Malingering is a “diagnosis of exclusion”, meaning that it can only be made when other conditions have been definitively ruled out. Symptoms such as seizures, chest pain, paralysis, and psychosis are commonly feigned as they take time to evaluate and dangerous diseases cannot be instantly excluded. Malingering itself is not a diagnosis. It is not a psychiatric illness according to The Diagnostic and Statistical Manual of Mental Disorders. As such, it is not clear that people who malinger are really patients any more than someone who pretends to be a doctor is really a doctor.

A controversy

Last year, a psychiatrist, Dr. Derek Tracy, received substantial criticism on Twitter after announcing he was going to lecture students on malingering. In response, he cancelled the talk and released the following statement:

I have cancelled the proposed talk on ‘malingering.” I have seen some of the postings on Twitter about the talk, and reflected on the hurt it has caused, particularly for people who have personal experience of not being believed by mental health professions or services. I am very sorry for this.

Over the past ten years or so, evaluation of malingering has been a relatively small part of academic work that I do. It originated from assessing cognitive testing, and some medico-legal/court work. It is the case that some people have lied and feigned mental illness for various reasons in these environments, and it is important, as in any case of fraud, that the courts try detect this. Professionals, including psychiatrists, have been involved in some such instances.

However, it is also try that this is very much a minority occurrence, and the vast majority of people are doing their best to manage their mental health with or without the support of professional services. It is also the case that many people have felt ignored, marginalized, and disbelieved when engaging with services. The title of the proposed talk, the manner in which was advertised, and the lack of consideration for the wider context has understandingly caused upset.

Where professional discussions on malingering occur, I think that they are best kept to more specialist medico-legal settings and forums. A general medical student conference was not the place for this. The responsibility for giving the talk is mine, and not the medical students- I am the one who should have better anticipated this.

I apologize for the hurt and upset I have cause.

After the cancellation was announced, critics commented that:

  • Malingering is generally accepted to be very rare and should be a fringe interest.
  • Malingering is not common & the discourse on it is toxic for patients.
  • Malingering happens but I think most people who might be mislabeled as malingering are just struggling to express their complex mental health issues in understandable terms.
  • The damage caused by mislabeling and not trusting the narrative of those with mental ill health is immeasurable.
  • Malingering should be a problem for practicing clinicians, not students still only learning.
  • Those of us that do speak out with regard to our chronic mental health conditions are often silenced and not believed and accused of ” faking it”

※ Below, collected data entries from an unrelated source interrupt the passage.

//! Indexing pipeline: upload → parse → chunk → provenance → store.
//!
//! Validation (extension, collection name), parsing, and chunking all run
//! before the collection manager is called, so a rejected upload never
//! touches collection storage. The upload is staged in a scratch file
//! carrying its original suffix; the file is removed on every exit path
//! when the `NamedTempFile` drops.

use std::io::Write;
use std::path::PathBuf;
use std::sync::Arc;

use chrono::{SecondsFormat, Utc};

use knowledge_base_core::chunk::Chunker;
use knowledge_base_core::collection::CollectionName;
use knowledge_base_core::models::{Chunk, ChunkMetadata, IngestOutcome};
use knowledge_base_core::store::IndexBackend;
use knowledge_base_core::{KbError, KbResult};

use crate::collections::CollectionManager;
use crate::extract::{self, DocumentFormat, ExtractError, SUPPORTED_EXTENSIONS};

pub struct IndexingPipeline<B: IndexBackend> {
    manager: Arc<CollectionManager<B>>,
    chunker: Chunker,
    scratch_dir: Option<PathBuf>,
}

impl<B: IndexBackend> IndexingPipeline<B> {
    pub fn new(manager: Arc<CollectionManager<B>>, chunker: Chunker, scratch_dir: Option<PathBuf>) -> Self {
        Self {
            manager,
            chunker,
            scratch_dir,
        }
    }

    /// Index one uploaded document into `collection`.
    ///
    /// Creates the collection on first use, appends otherwise.
    pub async fn ingest(&self, bytes: Vec<u8>, filename: &str, collection: &str) -> KbResult<IngestOutcome> {
        let extension = extract::file_extension(filename);
        if DocumentFormat::from_extension(&extension).is_none() {
            return Err(KbError::UnsupportedFormat {
                extension,
                supported: SUPPORTED_EXTENSIONS.iter().map(|s| s.to_string()).collect(),
            });
        }
        let name = CollectionName::parse(collection)?;

        let text = self.parse_upload(bytes, filename, &extension).await?;

        let pieces = self.chunker.split(&text).map_err(|e| match e {
            KbError::EmptyInput => KbError::NoContent {
                filename: filename.to_string(),
            },
            other => other,
        })?;

        let uploaded_at = Utc::now().to_rfc3339_opts(SecondsFormat::Secs, true);
        let chunks: Vec<Chunk> = pieces
            .into_iter()
            .map(|piece| {
                Chunk::new(
                    piece.text,
                    ChunkMetadata {
                        source_file: filename.to_string(),
                        collection: name.to_string(),
                        uploaded_at: uploaded_at.clone(),
                        chunk_index: piece.index,
                    },
                )
            })
            .collect();

        tracing::debug!(collection = %name, filename, chunks = chunks.len(), "Chunked upload");
        let chunks_added = self.manager.create_or_append(&name, chunks).await?;

        Ok(IngestOutcome {
            status: "success".to_string(),
            collection: name.to_string(),
            chunks_added,
            filename: filename.to_string(),
            message: format!("Successfully indexed {} chunks from {}", chunks_added, filename),
        })
    }

    /// Stage the upload in a scratch file and extract its text off the executor.
    async fn parse_upload(&self, bytes: Vec<u8>, filename: &str, extension: &str) -> KbResult<String> {
        let scratch_dir = self.scratch_dir.clone();
        let suffix = extension.to_string();

        let parsed = tokio::task::spawn_blocking(move || -> Result<String, ExtractError> {
            let mut builder = tempfile::Builder::new();
            builder.prefix("kb-upload-").suffix(&suffix);
            let mut scratch = match scratch_dir {
                Some(dir) => builder.tempfile_in(dir)?,
                None => builder.tempfile()?,
            };
            scratch.write_all(&bytes)?;
            scratch.flush()?;
            extract::extract_file(scratch.path())
        })
        .await
        .map_err(|e| KbError::Storage(format!("parser task failed: {}", e)))?;

        parsed.map_err(|e| match e {
            ExtractError::Io(io) => KbError::Storage(format!("scratch file error: {}", io)),
            other => KbError::Extraction {
                filename: filename.to_string(),
                reason: other.to_string(),
            },
        })
    }
}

While these concerns are valid, I believe that not talking about malingering in a formal setting with students is a mistake and more likely to increase these unfortunate outcomes.

“You are calling them a liar”

The word malingering is often quite pejorative in medicine. It conjures an image of someone who lies and fakes symptoms for unethical reasons. This happens occasionally. A decade ago several Long Island Railroad employees were prosecuted after they “falsely claimed to be disabled upon early retirement so they could receive extra pension benefits typically between the ages of 50 and 65”. Doctors, who were often paid in cash, were in on the scheme. According to prosecutors, some doctors “ran disability fraud mills, serving as willing rubber stamps for fraud rather than as independent medical professionals”.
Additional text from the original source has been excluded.